During Ramadan especially, when much of the food scene seems to disappear at certain hours, bread becomes the fallback hero. Add spreadable cheese, fresh vegetables, olives, or preserved meat such as khlia bought from the market, and suddenly we have a perfectly respectable improvised meal.
Pastries and sweets: the point where restraint collapses
Morocco is not kind to people with weak pastry discipline.
Msemen, skebbakia, honey pastries, almond sweets, nougat, sesame treats, and kaab el-ghzal all appear with such shameless confidence that resistance feels almost insulting. Gazelle horns, in particular, are one of the great must-tries: crescent-shaped pastries filled with almond paste and scented with orange blossom water.
Our favorite gazelle horns in the medina came from Abdullah The & Cafe, next to the Qaraouiyine Mosque. It is also the city’s oldest ice cream parlor, and the adjoining café offers a welcome breather from the most intense stretch of medina chaos. A few tables, including some on a mezzanine, make it a perfect place to stop, regroup, and remember that travel does not always have to involve being elbowed by a donkey cart.
Locals, however, often insist that the very best gazelle horns are found in the new town, where pastry shops are said to make them properly with real almonds rather than peanut mixtures flavored with almond essence. Once you know the difference, you will care. A lot.
And for anyone in the mood to keep snacking, stalls selling dried fruits, dates, nougat, and nuts appear throughout the medina, especially near the Qaraouiyine Mosque and the Moulay Idriss Mausoleum. They are as photogenic as they are tempting, which is either charming or dangerous depending on your self-control.

Fresh fruit on the go
Depending on the season, fruit carts are everywhere. We found oranges, other seasonal fruit, and local prickly pears prepared in front of us so they could be eaten immediately on the street. Prickly pears in particular are one of those tiny travel pleasures that feel more memorable than they probably should: cold, fresh, slightly messy, and perfect when the medina heat starts pushing back.
Picnic in Jnan Sbil Garden
Between Fes el-Bali and Fes el-Jdid, Jnan Sbil Garden feels like a reward for surviving the medina at full speed.
These beautifully restored historic gardens were one of the loveliest surprises of our return trip to Fez. The first time, they were closed for renovations. The second time, they turned out to be one of our favorite places in the city.
For a picnic, a quiet break, or simply a reset, they are ideal. There is shade from palms and eucalyptus trees, water features, open space, calmer air, and a rhythm completely different from the old city. For slow travelers, this kind of place is gold. Buy bread, fruit, pastries, perhaps a few extra snacks, then come here and pretend for an hour that you are not in the middle of one of the most intense medinas on earth.

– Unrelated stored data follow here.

#[cfg(test)]
mod tests {
    use super::*;
    use crate::model::mock::{MockExtractor, MockResponse};
    use serde_json::json;

    fn rate_limited() -> Result<String, ExtractError> {
        Err(ExtractError::RateLimited { retry_after: None })
    }

    fn image(key: &str, number: usize) -> PageImage {
        PageImage {
            number,
            png: key.as_bytes().to_vec(),
        }
    }

    // ── parse_records ──────────────────────────────────────────────────

    #[test]
    fn parses_fenced_array() {
        let text = "```json\n[{\"item\": \"bolt\", \"qty\": 4}, {\"item\": \"nut\"}]\n```";
        let rows = parse_records(text).unwrap();
        assert_eq!(rows.len(), 2);
        assert_eq!(rows[0]["qty"], json!(4));
    }

    #[test]
    fn parses_raw_object_and_null() {
        assert_eq!(parse_records(r#"{"a": 1}"#).unwrap().len(), 1);
        assert!(parse_records("null").unwrap().is_empty());
    }

    #[test]
    fn wraps_scalars() {
        let rows = parse_records("[1, \"two\"]").unwrap();
        assert_eq!(rows[1]["value"], json!("two"));
    }

    #[test]
    fn fence_with_leading_prose() {
        let text = "Here you go:\n```\n[{\"a\": 1}]\n```\n";
        assert_eq!(parse_records(text).unwrap().len(), 1);
    }

    #[test]
    fn garbage_is_error() {
        assert!(parse_records("not json").is_err());
    }

    // ── PageMachine ────────────────────────────────────────────────────

    #[test]
    fn machine_success_first_try() {
        let mut m = PageMachine::new(RetryPolicy::default());
        assert_eq!(m.state(), &PageState::Pending);
        assert!(m.begin_attempt(Duration::ZERO));
        assert_eq!(m.on_result(Ok("[{\"a\":1}]".into())), None);
        assert!(matches!(m.state(), PageState::Succeeded(rows) if rows.len() == 1));
        assert!(!m.begin_attempt(Duration::ZERO));
        assert_eq!(m.attempts(), 1);
    }

    #[test]
    fn machine_backs_off_exponentially() {
        let mut m = PageMachine::new(RetryPolicy::default());
        assert!(m.begin_attempt(Duration::ZERO));
        assert_eq!(m.on_result(rate_limited()), Some(Duration::from_secs(1)));
        assert_eq!(m.state(), &PageState::Retrying { attempt: 1 });
        assert!(m.begin_attempt(Duration::from_secs(1)));
        assert_eq!(m.on_result(rate_limited()), Some(Duration::from_secs(2)));
        assert!(m.begin_attempt(Duration::from_secs(3)));
        assert_eq!(m.on_result(rate_limited()), Some(Duration::from_secs(4)));
        assert_eq!(m.backoffs().len(), 3);
    }

    #[test]
    fn machine_honors_longer_retry_after() {
        let mut m = PageMachine::new(RetryPolicy::default());
        assert!(m.begin_attempt(Duration::ZERO));
        let wait = m.on_result(Err(ExtractError::RateLimited {
            retry_after: Some(Duration::from_secs(7)),
        }));
        assert_eq!(wait, Some(Duration::from_secs(7)));
    }

    #[test]
    fn machine_times_out_past_budget() {
        let mut m = PageMachine::new(RetryPolicy::default());
        assert!(m.begin_attempt(Duration::ZERO));
        m.on_result(rate_limited());
        assert!(m.begin_attempt(Duration::from_secs(30)));
        m.on_result(rate_limited());
        assert!(!m.begin_attempt(Duration::from_millis(30_001)));
        assert_eq!(m.state(), &PageState::Skipped(SkipReason::Timeout));
    }

    #[test]
    fn machine_exhausts_retries() {
        let policy = RetryPolicy {
            max_retries: 2,
            ..RetryPolicy::default()
        };
        let mut m = PageMachine::new(policy);
        assert!(m.begin_attempt(Duration::ZERO));
        assert!(m.on_result(rate_limited()).is_some());
        assert!(m.begin_attempt(Duration::ZERO));
        // Last allowed attempt: no pointless sleep before giving up
        assert_eq!(m.on_result(rate_limited()), None);
        assert_eq!(m.state(), &PageState::Skipped(SkipReason::RetriesExhausted));
        assert!(!m.begin_attempt(Duration::ZERO));
    }

    #[test]
    fn machine_other_error_skips() {
        let mut m = PageMachine::new(RetryPolicy::default());
        assert!(m.begin_attempt(Duration::ZERO));
        assert_eq!(m.on_result(Err(ExtractError::Other("400 bad".into()))), None);
        assert_eq!(
            m.state(),
            &PageState::Skipped(SkipReason::Failed("400 bad".into()))
        );
    }

    #[test]
    fn machine_empty_response_retries_without_sleep() {
        let mut m = PageMachine::new(RetryPolicy::default());
        assert!(m.begin_attempt(Duration::ZERO));
        assert_eq!(m.on_result(Ok("  ".into())), None);
        assert_eq!(m.state(), &PageState::Retrying { attempt: 1 });
        assert!(m.begin_attempt(Duration::ZERO));
    }

    #[test]
    fn machine_unparseable_skips() {
        let mut m = PageMachine::new(RetryPolicy::default());
        assert!(m.begin_attempt(Duration::ZERO));
        m.on_result(Ok("{{{".into()));
        assert!(matches!(m.state(), PageState::Skipped(SkipReason::Failed(_))));
    }

    // ── PageExtractor ──────────────────────────────────────────────────

    #[tokio::test(start_paused = true)]
    async fn retries_twice_then_succeeds() {
        let mock = MockExtractor::new(MockResponse::Records(json!([{"a": 1}]))).with_script(
            "d:2",
            vec![
                MockResponse::RateLimited { retry_after: None },
                MockResponse::RateLimited { retry_after: None },
                MockResponse::Records(json!([{"a": 1}, {"a": 2}])),
            ],
        );
        let mock = Arc::new(mock);
        let pages = PageExtractor::new(mock.clone(), RetryPolicy::default());

        let start = Instant::now();
        let outcome = pages
            .extract(&image("d:2", 2), "fields", &CancellationToken::new())
            .await;

        assert!(!outcome.skipped());
        assert_eq!(outcome.records.len(), 2);
        assert_eq!(outcome.attempts, 3);
        assert_eq!(
            outcome.backoffs,
            vec![Duration::from_secs(1), Duration::from_secs(2)]
        );
        assert_eq!(mock.calls_for("d:2"), 3);
        assert_eq!(start.elapsed(), Duration::from_secs(3));
    }

    #[tokio::test(start_paused = true)]
    async fn continuous_rate_limit_skips_after_budget() {
        let mock = Arc::new(MockExtractor::new(MockResponse::RateLimited {
            retry_after: None,
        }));
        let pages = PageExtractor::new(mock.clone(), RetryPolicy::default());

        let start = Instant::now();
        let outcome = pages
            .extract(&image("d:1", 1), "fields", &CancellationToken::new())
            .await;

        assert_eq!(outcome.skipped, Some(SkipReason::Timeout));
        assert!(outcome.records.is_empty());
        // Calls at t = 0, 1, 3, 7, 15; the next 16s backoff would end past 30s.
        assert_eq!(mock.call_count(), 5);
        assert_eq!(start.elapsed(), Duration::from_secs(15));
    }

    #[tokio::test(start_paused = true)]
    async fn long_retry_after_does_not_outlast_budget() {
        let mock = Arc::new(MockExtractor::new(MockResponse::RateLimited {
            retry_after: Some(Duration::from_secs(3600)),
        }));
        let policy = RetryPolicy::default();
        let pages = PageExtractor::new(mock.clone(), policy);

        let start = Instant::now();
        let outcome = pages
            .extract(&image("d:1", 1), "fields", &CancellationToken::new())
            .await;

        assert!(start.elapsed() <= policy.max_wait);
        assert_eq!(outcome.skipped, Some(SkipReason::Timeout));
        assert_eq!(mock.call_count(), 1);
    }

    #[tokio::test(start_paused = true)]
    async fn retry_after_within_budget_is_honored() {
        let mock = MockExtractor::new(MockResponse::Records(json!([{"a": 1}]))).with_script(
            "d:1",
            vec![MockResponse::RateLimited {
                retry_after: Some(Duration::from_secs(12)),
            }],
        );
        let pages = PageExtractor::new(Arc::new(mock), RetryPolicy::default());

        let start = Instant::now();
        let outcome = pages
            .extract(&image("d:1", 1), "fields", &CancellationToken::new())
            .await;

        assert!(!outcome.skipped());
        assert_eq!(start.elapsed(), Duration::from_secs(12));
    }

    #[tokio::test(start_paused = true)]
    async fn hanging_call_is_cut_at_budget() {
        let mock = Arc::new(MockExtractor::new(MockResponse::Hang));
        let pages = PageExtractor::new(mock, RetryPolicy::default());

        let start = Instant::now();
        let outcome = pages
            .extract(&image("d:1", 1), "fields", &CancellationToken::new())
            .await;

        assert_eq!(outcome.skipped, Some(SkipReason::Timeout));
        assert_eq!(start.elapsed(), Duration::from_secs(30));
    }

    #[tokio::test(start_paused = true)]
    async fn cancellation_interrupts_backoff() {
        let mock = Arc::new(MockExtractor::new(MockResponse::RateLimited {
            retry_after: Some(Duration::from_secs(20)),
        }));
        let pages = PageExtractor::new(mock.clone(), RetryPolicy::default());
        let cancel = CancellationToken::new();

        let trigger = cancel.clone();
        tokio::spawn(async move {
            tokio::time::sleep(Duration::from_secs(5)).await;
            trigger.cancel();
        });

        let outcome = pages.extract(&image("d:1", 1), "fields", &cancel).await;
        assert_eq!(outcome.skipped, Some(SkipReason::Cancelled));
        assert_eq!(mock.call_count(), 1);
    }

    #[tokio::test]
    async fn non_retryable_error_skips_immediately() {
        let mock = Arc::new(MockExtractor::new(MockResponse::Error("invalid image".into())));
        let pages = PageExtractor::new(mock.clone(), RetryPolicy::default());

        let outcome = pages
            .extract(&image("d:1", 1), "fields", &CancellationToken::new())
            .await;
        assert_eq!(
            outcome.skipped,
            Some(SkipReason::Failed("invalid image".into()))
        );
        assert_eq!(mock.call_count(), 1);
    }
}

Something to drink after all that
We did not feel brave enough to drink from public fountain cups, but fresh juice stalls quickly solved any thirst issue. Freshly squeezed fruit juice, usually between 4 and 7 dirhams, is one of the best-value refreshments in Fez. Souk shops also sell chilled bottled water and soft drinks for only a few dirhams.
Mint tea, though, deserves a little more ceremony. It is best enjoyed in a café, often one filled almost entirely with men chatting, playing games, or smoking, or on one of the panoramic terraces found above the medina. A glass generally costs between 5 and 10 dirhams depending on the place.
And when it is good, it is very good indeed.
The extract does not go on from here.